### WHAT YOU WILL DO
Look through the lines below; wherever the word "MockLoader" appears, copy that line.

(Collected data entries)
-------

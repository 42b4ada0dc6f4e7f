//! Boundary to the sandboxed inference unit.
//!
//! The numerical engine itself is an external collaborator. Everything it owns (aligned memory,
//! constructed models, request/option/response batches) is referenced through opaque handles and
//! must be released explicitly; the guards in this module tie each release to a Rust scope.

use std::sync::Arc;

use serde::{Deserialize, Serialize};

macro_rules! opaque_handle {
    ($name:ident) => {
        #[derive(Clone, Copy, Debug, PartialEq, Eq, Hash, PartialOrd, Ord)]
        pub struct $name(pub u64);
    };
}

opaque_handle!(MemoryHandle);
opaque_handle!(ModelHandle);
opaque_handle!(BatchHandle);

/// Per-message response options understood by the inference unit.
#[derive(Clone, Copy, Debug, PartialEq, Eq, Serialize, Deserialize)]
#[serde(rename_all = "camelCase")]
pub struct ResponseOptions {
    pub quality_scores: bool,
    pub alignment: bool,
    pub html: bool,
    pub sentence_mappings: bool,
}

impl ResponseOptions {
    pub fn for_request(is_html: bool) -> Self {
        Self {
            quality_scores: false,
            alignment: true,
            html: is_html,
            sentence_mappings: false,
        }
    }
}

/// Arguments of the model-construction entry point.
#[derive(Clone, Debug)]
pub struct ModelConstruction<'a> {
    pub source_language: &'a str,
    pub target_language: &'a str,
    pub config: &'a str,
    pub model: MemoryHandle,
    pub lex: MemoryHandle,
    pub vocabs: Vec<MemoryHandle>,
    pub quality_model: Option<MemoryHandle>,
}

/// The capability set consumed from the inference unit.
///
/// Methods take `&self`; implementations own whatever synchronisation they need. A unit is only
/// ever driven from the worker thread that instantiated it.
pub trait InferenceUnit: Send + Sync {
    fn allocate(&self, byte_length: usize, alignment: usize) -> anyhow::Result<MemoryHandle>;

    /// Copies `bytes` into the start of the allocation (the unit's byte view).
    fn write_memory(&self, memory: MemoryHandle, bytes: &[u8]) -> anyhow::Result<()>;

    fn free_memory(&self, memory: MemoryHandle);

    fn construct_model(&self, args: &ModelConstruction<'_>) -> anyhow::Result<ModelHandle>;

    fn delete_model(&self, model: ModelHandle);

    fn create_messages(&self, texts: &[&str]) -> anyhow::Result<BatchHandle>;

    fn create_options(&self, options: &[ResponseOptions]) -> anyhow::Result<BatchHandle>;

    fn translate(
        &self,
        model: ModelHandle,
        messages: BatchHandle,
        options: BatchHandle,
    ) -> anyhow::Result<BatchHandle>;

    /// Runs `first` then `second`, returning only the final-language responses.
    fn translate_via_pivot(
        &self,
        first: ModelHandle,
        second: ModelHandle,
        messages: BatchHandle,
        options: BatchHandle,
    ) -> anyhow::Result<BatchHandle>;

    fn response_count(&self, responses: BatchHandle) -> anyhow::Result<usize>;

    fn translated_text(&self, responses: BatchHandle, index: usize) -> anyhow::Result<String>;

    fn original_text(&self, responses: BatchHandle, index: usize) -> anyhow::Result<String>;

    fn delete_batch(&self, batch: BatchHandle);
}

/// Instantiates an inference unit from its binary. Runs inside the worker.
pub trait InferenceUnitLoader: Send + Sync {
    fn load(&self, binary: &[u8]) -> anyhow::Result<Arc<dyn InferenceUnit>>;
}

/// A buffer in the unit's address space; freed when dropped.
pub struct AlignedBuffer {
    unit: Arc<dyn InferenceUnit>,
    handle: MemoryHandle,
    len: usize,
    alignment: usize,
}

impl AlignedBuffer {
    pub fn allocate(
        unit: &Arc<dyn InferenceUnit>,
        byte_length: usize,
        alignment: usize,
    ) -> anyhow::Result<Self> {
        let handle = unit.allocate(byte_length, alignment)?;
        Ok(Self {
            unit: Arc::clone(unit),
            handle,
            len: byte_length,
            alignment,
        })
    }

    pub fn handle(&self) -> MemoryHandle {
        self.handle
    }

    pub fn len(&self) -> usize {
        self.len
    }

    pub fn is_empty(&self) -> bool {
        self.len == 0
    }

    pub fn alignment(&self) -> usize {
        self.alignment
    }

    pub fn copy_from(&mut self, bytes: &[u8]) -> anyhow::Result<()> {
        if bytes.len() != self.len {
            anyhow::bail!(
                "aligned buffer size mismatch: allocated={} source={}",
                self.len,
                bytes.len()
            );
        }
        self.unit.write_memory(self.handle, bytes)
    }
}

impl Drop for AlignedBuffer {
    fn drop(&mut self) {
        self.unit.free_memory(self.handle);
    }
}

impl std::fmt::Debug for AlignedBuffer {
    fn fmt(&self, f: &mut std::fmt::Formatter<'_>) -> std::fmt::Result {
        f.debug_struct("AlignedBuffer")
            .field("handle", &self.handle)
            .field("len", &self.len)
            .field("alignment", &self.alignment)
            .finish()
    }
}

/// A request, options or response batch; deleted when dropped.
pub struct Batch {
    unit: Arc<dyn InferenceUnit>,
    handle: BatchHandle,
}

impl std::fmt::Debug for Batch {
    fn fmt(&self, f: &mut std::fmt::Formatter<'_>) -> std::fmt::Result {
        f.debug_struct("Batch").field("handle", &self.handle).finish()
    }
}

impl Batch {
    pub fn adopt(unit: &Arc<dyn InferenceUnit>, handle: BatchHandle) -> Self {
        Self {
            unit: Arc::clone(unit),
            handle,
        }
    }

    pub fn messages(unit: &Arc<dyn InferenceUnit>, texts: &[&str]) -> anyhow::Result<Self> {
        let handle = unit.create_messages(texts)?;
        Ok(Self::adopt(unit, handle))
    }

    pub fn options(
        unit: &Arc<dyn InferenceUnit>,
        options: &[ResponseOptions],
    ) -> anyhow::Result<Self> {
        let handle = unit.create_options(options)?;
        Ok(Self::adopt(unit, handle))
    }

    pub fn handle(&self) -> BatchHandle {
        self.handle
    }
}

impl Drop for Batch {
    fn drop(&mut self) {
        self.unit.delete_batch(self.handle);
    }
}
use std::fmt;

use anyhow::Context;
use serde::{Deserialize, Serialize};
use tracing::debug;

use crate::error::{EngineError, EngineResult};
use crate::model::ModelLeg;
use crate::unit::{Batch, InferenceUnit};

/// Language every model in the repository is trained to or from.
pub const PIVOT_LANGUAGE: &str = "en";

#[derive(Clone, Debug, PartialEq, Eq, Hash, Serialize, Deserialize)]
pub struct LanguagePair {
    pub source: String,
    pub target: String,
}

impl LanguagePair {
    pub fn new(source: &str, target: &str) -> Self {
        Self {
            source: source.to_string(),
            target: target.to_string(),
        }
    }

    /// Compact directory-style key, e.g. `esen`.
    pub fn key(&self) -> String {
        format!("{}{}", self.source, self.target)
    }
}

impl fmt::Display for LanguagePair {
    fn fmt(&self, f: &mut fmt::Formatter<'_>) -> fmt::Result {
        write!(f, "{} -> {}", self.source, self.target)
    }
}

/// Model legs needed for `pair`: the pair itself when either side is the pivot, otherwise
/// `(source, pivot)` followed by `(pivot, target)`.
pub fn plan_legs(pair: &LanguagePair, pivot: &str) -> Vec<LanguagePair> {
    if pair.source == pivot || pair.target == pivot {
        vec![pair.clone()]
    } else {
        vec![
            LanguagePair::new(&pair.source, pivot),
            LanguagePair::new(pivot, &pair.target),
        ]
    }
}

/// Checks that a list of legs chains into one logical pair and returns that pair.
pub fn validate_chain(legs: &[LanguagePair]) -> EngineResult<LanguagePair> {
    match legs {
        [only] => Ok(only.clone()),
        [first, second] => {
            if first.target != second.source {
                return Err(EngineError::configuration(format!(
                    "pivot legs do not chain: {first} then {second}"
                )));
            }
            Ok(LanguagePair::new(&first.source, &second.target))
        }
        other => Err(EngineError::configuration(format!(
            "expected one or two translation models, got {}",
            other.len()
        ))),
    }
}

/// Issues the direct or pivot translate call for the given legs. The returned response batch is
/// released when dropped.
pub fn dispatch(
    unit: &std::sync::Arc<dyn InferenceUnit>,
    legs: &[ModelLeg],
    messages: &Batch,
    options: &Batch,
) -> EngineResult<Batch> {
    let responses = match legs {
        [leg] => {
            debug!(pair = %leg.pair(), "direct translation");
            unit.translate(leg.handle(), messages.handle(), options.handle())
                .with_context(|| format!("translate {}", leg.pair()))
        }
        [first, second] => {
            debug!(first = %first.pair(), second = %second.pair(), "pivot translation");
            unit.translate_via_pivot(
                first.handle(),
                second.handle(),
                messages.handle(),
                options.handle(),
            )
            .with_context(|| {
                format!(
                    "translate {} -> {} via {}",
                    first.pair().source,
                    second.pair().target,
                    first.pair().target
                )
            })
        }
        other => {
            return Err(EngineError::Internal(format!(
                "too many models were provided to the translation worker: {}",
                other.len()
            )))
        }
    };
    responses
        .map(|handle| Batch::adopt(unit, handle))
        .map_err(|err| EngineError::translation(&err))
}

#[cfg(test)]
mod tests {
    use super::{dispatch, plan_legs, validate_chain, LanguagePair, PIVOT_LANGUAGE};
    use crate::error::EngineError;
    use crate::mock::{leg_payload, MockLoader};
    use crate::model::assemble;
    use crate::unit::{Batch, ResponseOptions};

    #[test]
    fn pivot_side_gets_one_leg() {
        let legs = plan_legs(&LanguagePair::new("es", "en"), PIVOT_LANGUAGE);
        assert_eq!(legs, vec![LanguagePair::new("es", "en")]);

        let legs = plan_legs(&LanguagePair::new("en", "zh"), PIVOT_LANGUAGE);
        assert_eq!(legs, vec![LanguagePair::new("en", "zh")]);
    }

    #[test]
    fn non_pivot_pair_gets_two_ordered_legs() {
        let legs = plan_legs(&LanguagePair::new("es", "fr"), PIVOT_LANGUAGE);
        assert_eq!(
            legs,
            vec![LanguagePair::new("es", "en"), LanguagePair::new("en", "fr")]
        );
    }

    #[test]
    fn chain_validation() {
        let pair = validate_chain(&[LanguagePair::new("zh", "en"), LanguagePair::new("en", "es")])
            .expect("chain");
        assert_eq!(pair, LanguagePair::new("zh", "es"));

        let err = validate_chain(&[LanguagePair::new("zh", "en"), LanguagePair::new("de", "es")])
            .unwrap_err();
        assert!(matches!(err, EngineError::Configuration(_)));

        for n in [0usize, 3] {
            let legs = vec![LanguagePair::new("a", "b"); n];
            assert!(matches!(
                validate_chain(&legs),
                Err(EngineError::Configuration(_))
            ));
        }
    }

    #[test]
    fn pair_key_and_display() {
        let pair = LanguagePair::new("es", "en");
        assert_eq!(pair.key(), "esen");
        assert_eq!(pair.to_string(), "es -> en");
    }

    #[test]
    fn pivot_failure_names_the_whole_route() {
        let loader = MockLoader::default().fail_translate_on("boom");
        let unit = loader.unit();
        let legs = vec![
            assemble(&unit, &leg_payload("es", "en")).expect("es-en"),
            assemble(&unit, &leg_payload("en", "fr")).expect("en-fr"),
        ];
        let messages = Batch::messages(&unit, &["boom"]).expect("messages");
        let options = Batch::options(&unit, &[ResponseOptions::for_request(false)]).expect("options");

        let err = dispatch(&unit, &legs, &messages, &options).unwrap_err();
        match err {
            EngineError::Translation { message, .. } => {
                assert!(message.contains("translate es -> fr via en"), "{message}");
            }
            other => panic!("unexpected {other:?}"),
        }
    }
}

-------

### PROBLEM SOLUTION
    use crate::mock::{leg_payload, MockLoader};
        let loader = MockLoader::default().fail_translate_on("boom");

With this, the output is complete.